The Society for Social Work and Research

2014 Annual Conference

January 15-19, 2014 I Grand Hyatt San Antonio I San Antonio, TX

51P
Examining Best Strategies in Physical Activity Interventions for Adolescent Girls: A Systematic Review

Schedule:
Friday, January 17, 2014
HBG Convention Center, Bridge Hall Street Level (San Antonio, TX)
* noted as presenting author
Elizabeth L. Budd, MPH, Doctoral Student, Washington University in Saint Louis, St. Louis, MO
Purpose: Disparities in obesity among youth are closely reflected in the disparities in physical activity (PA) among youth. One startling disparity is a marked decline in PA among girls throughout the adolescent years, not seen among boys during the same age period. Adolescent girls experience barriers to PA connected to the physical, mental and social changes they experience during and after puberty. The trends of PA decline unmatched by any other demographic group and the presence of age- and gender-specific barriers to PA make adolescent girls a unique group with an immediate, high risk for becoming inactive. This inactivity would increase their lifelong risk for obesity-related diseases and high medical costs compared to active adolescents. The need for effective interventions to prevent and reverse the decline in PA among adolescent girls is well-understood among researchers, but how to best intervene is less understood. This paper aims to assess by systematic review whether PA promotion interventions for adolescent girls that 2) address psychosocial and behavioral skills, 2) have parental involvement, and 3) limit the sample to high-risk girls (e.g. inactive, obese) compared to interventions that do not fit those criteria, are more or less effective at attaining an increase in PA and an improvement in self-perceptions among adolescent girls.
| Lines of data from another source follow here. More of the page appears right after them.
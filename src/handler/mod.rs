use crate::error::ServerError;
use crate::http::HttpContext;
use futures::future::BoxFuture;
use std::sync::Arc;

/// User request logic. Receives the request context for the duration of the
/// returned future; responses are written through the context.
///
/// Closures of the shape `|ctx| Box::pin(async move { ... })` implement this
/// trait directly.
pub trait Handler: Send + Sync + 'static {
    fn call<'a>(&'a self, ctx: &'a mut HttpContext) -> BoxFuture<'a, ()>;
}

impl<F> Handler for F
where
    F: for<'a> Fn(&'a mut HttpContext) -> BoxFuture<'a, ()> + Send + Sync + 'static,
{
    fn call<'a>(&'a self, ctx: &'a mut HttpContext) -> BoxFuture<'a, ()> {
        (self)(ctx)
    }
}

pub(crate) type SharedHandler = Arc<dyn Handler>;

/// Server-level fault callback. Replaces the default 500 body when a hook or
/// handler panics on the standard path.
pub type ExceptionHandler = Arc<dyn Fn(&mut HttpContext, &ServerError) + Send + Sync>;
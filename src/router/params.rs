/// Path parameters captured by a route pattern, in pattern order.
#[derive(Debug, Clone, Default, PartialEq, Eq)]
pub struct Params {
    entries: Vec<(String, String)>,
}

impl Params {
    pub fn new() -> Self {
        Self::default()
    }

    pub fn get(&self, name: &str) -> Option<&str> {
        self.entries
            .iter()
            .find(|(key, _)| key == name)
            .map(|(_, value)| value.as_str())
    }

    pub fn iter(&self) -> impl Iterator<Item = (&str, &str)> {
        self.entries.iter().map(|(k, v)| (k.as_str(), v.as_str()))
    }

    pub fn len(&self) -> usize {
        self.entries.len()
    }

    pub fn is_empty(&self) -> bool {
        self.entries.is_empty()
    }

    pub(crate) fn push(&mut self, name: &str, value: String) {
        self.entries.push((name.to_string(), value));
    }
}

impl<K: Into<String>, V: Into<String>> FromIterator<(K, V)> for Params {
    fn from_iter<I: IntoIterator<Item = (K, V)>>(iter: I) -> Self {
        Params {
            entries: iter
                .into_iter()
                .map(|(k, v)| (k.into(), v.into()))
                .collect(),
        }
    }
}
use crate::error::{ServerError, ServerResult};
use crate::http::Connection;
use futures::{SinkExt, StreamExt};
use tokio_tungstenite::tungstenite::handshake::derive_accept_key;
use tokio_tungstenite::tungstenite::protocol::Role;
use tokio_tungstenite::tungstenite::Message;
use tokio_tungstenite::WebSocketStream;

/// An upgraded connection, handed to WebSocket handlers through the context.
pub struct WebSocket {
    stream: WebSocketStream<Connection>,
}

impl WebSocket {
    /// Wraps a connection whose `101 Switching Protocols` has already been sent.
    pub(crate) async fn from_upgraded(conn: Connection) -> Self {
        WebSocket {
            stream: WebSocketStream::from_raw_socket(conn, Role::Server, None).await,
        }
    }

    /// Next data message. Ping/pong are answered by the protocol layer and
    /// skipped here; `None` once the peer closes.
    pub async fn recv(&mut self) -> Option<ServerResult<Message>> {
        loop {
            match self.stream.next().await? {
                Ok(Message::Ping(_)) | Ok(Message::Pong(_)) | Ok(Message::Frame(_)) => continue,
                Ok(Message::Close(_)) => return None,
                Ok(message) => return Some(Ok(message)),
                Err(err) => return Some(Err(err.into())),
            }
        }
    }

    pub async fn send(&mut self, message: Message) -> ServerResult<()> {
        self.stream.send(message).await.map_err(ServerError::from)
    }

    pub async fn send_text(&mut self, text: &str) -> ServerResult<()> {
        self.send(Message::text(text.to_string())).await
    }

    pub async fn send_binary(&mut self, data: Vec<u8>) -> ServerResult<()> {
        self.send(Message::binary(data)).await
    }

    pub async fn close(&mut self) -> ServerResult<()> {
        self.stream.close(None).await.map_err(ServerError::from)
    }

    pub fn get_mut(&mut self) -> &mut WebSocketStream<Connection> {
        &mut self.stream
    }
}

impl std::fmt::Debug for WebSocket {
    fn fmt(&self, f: &mut std::fmt::Formatter<'_>) -> std::fmt::Result {
        f.debug_struct("WebSocket").finish_non_exhaustive()
    }
}

/// Value for `Sec-WebSocket-Accept` answering the client's key.
pub(crate) fn accept_key(client_key: &str) -> String {
    derive_accept_key(client_key.trim().as_bytes())
}
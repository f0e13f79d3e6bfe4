//! Reuse pools for per-request state.
//!
//! A [`Pool`] keeps a free-list of boxed instances. [`Pool::acquire`] hands one
//! out wrapped in a [`Pooled`] guard; dropping the guard releases the instance
//! back to the pool. An acquired instance may still carry data from its last
//! use, so callers must reset it before reading any field.

use std::ops::{Deref, DerefMut};
use std::sync::atomic::{AtomicU64, Ordering};
use std::sync::{Arc, Mutex, MutexGuard, PoisonError};

/// A type that can live in a [`Pool`].
pub trait Poolable: Default + Send + 'static {
    /// Called when an instance goes back to the pool. Implementations drop
    /// anything that must not outlive the request (sockets, streams). This is
    /// not a reset: acquirers still reset before use.
    fn recycle(&mut self) {}
}

#[derive(Debug, Clone, Copy, Default, PartialEq, Eq)]
pub struct PoolStats {
    pub created: u64,
    pub acquired: u64,
    pub released: u64,
}

pub struct Pool<T: Poolable> {
    inner: Arc<PoolInner<T>>,
}

struct PoolInner<T> {
    idle: Mutex<Vec<Box<T>>>,
    max_idle: usize,
    created: AtomicU64,
    acquired: AtomicU64,
    released: AtomicU64,
}

impl<T: Poolable> PoolInner<T> {
    fn idle(&self) -> MutexGuard<'_, Vec<Box<T>>> {
        // A panic while holding the lock cannot leave the Vec half-updated.
        self.idle.lock().unwrap_or_else(PoisonError::into_inner)
    }

    fn release(&self, mut value: Box<T>) {
        value.recycle();
        self.released.fetch_add(1, Ordering::Relaxed);
        let mut idle = self.idle();
        if idle.len() < self.max_idle {
            idle.push(value);
        }
    }
}

impl<T: Poolable> Pool<T> {
    pub fn new(max_idle: usize) -> Self {
        Pool {
            inner: Arc::new(PoolInner {
                idle: Mutex::new(Vec::new()),
                max_idle,
                created: AtomicU64::new(0),
                acquired: AtomicU64::new(0),
                released: AtomicU64::new(0),
            }),
        }
    }

    /// Creates a pool with `prefill` instances already built.
    pub fn with_prefill(prefill: usize, max_idle: usize) -> Self {
        let pool = Self::new(max_idle);
        {
            let count = prefill.min(max_idle);
            let mut idle = pool.inner.idle();
            idle.reserve(count);
            for _ in 0..count {
                idle.push(Box::default());
            }
            pool.inner.created.fetch_add(count as u64, Ordering::Relaxed);
        }
        pool
    }

    pub fn acquire(&self) -> Pooled<T> {
        let reused = self.inner.idle().pop();
        let value = reused.unwrap_or_else(|| {
            self.inner.created.fetch_add(1, Ordering::Relaxed);
            Box::default()
        });
        self.inner.acquired.fetch_add(1, Ordering::Relaxed);
        Pooled {
            value: Some(value),
            pool: Arc::clone(&self.inner),
        }
    }

    /// Number of instances currently waiting in the free-list.
    pub fn idle(&self) -> usize {
        self.inner.idle().len()
    }

    pub fn stats(&self) -> PoolStats {
        PoolStats {
            created: self.inner.created.load(Ordering::Relaxed),
            acquired: self.inner.acquired.load(Ordering::Relaxed),
            released: self.inner.released.load(Ordering::Relaxed),
        }
    }
}

impl<T: Poolable> Clone for Pool<T> {
    fn clone(&self) -> Self {
        Pool {
            inner: Arc::clone(&self.inner),
        }
    }
}

/// Exclusive handle to a pooled instance. Released on drop.
pub struct Pooled<T: Poolable> {
    value: Option<Box<T>>,
    pool: Arc<PoolInner<T>>,
}

impl<T: Poolable> Deref for Pooled<T> {
    type Target = T;

    fn deref(&self) -> &T {
        // Only `Drop` takes the value out.
        match &self.value {
            Some(value) => value,
            None => unreachable!("pooled value used after release"),
        }
    }
}

impl<T: Poolable> DerefMut for Pooled<T> {
    fn deref_mut(&mut self) -> &mut T {
        match &mut self.value {
            Some(value) => value,
            None => unreachable!("pooled value used after release"),
        }
    }
}

impl<T: Poolable> Drop for Pooled<T> {
    fn drop(&mut self) {
        if let Some(value) = self.value.take() {
            self.pool.release(value);
        }
    }
}

impl<T: Poolable + std::fmt::Debug> std::fmt::Debug for Pooled<T> {
    fn fmt(&self, f: &mut std::fmt::Formatter<'_>) -> std::fmt::Result {
        f.debug_tuple("Pooled").field(&**self).finish()
    }
}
Method: Eleven databases were included in the systematic search. The search was limited to scholarly peer-reviewed journal articles published between 2002 and February, 2013. A total of 21 summative evaluation studies on interventions with a PA component specifically for adolescent girls (mean sample age 9-19 years) were included in the review. Studies were assessed and given a score for methodological rigor using the Methodological Quality Rating Scale. Outcome attainment was determined by: 1) whether or not there was a statistically significant finding in the desired direction for PA and self-perception, and 2) whether a study showed above or below average methodological rigor.

Results: Interventions that had parental involvement were more effective at improving self-perceptions among the girls compared to interventions without parental involvement. Only nine of the total 21 interventions (42.9%) measured a self-perception outcome even though 15 of the 21 interventions (71.4%) contained psychosocial components. Interventions that addressed both psychosocial and behavioral skills were more effective at increasing girls’ PA compared to interventions that had a more physiological approach. Finally, interventions that sampled only high-risk girls were not as effective at increasing PA, but more effective at improving self-perceptions than the interventions that sampled the general population of girls.

Implications: The findings of this systematic review lend support for particular strategies involving parents, psychosocial and behavioral skills training, and sample selection for effectively increasing PA and improving self-perceptions among adolescent girls. When resources are sparse, these findings can aid social work researchers and practitioners in strategically selecting intervention components that will be most effective at narrowing the decline in PA among adolescent girls.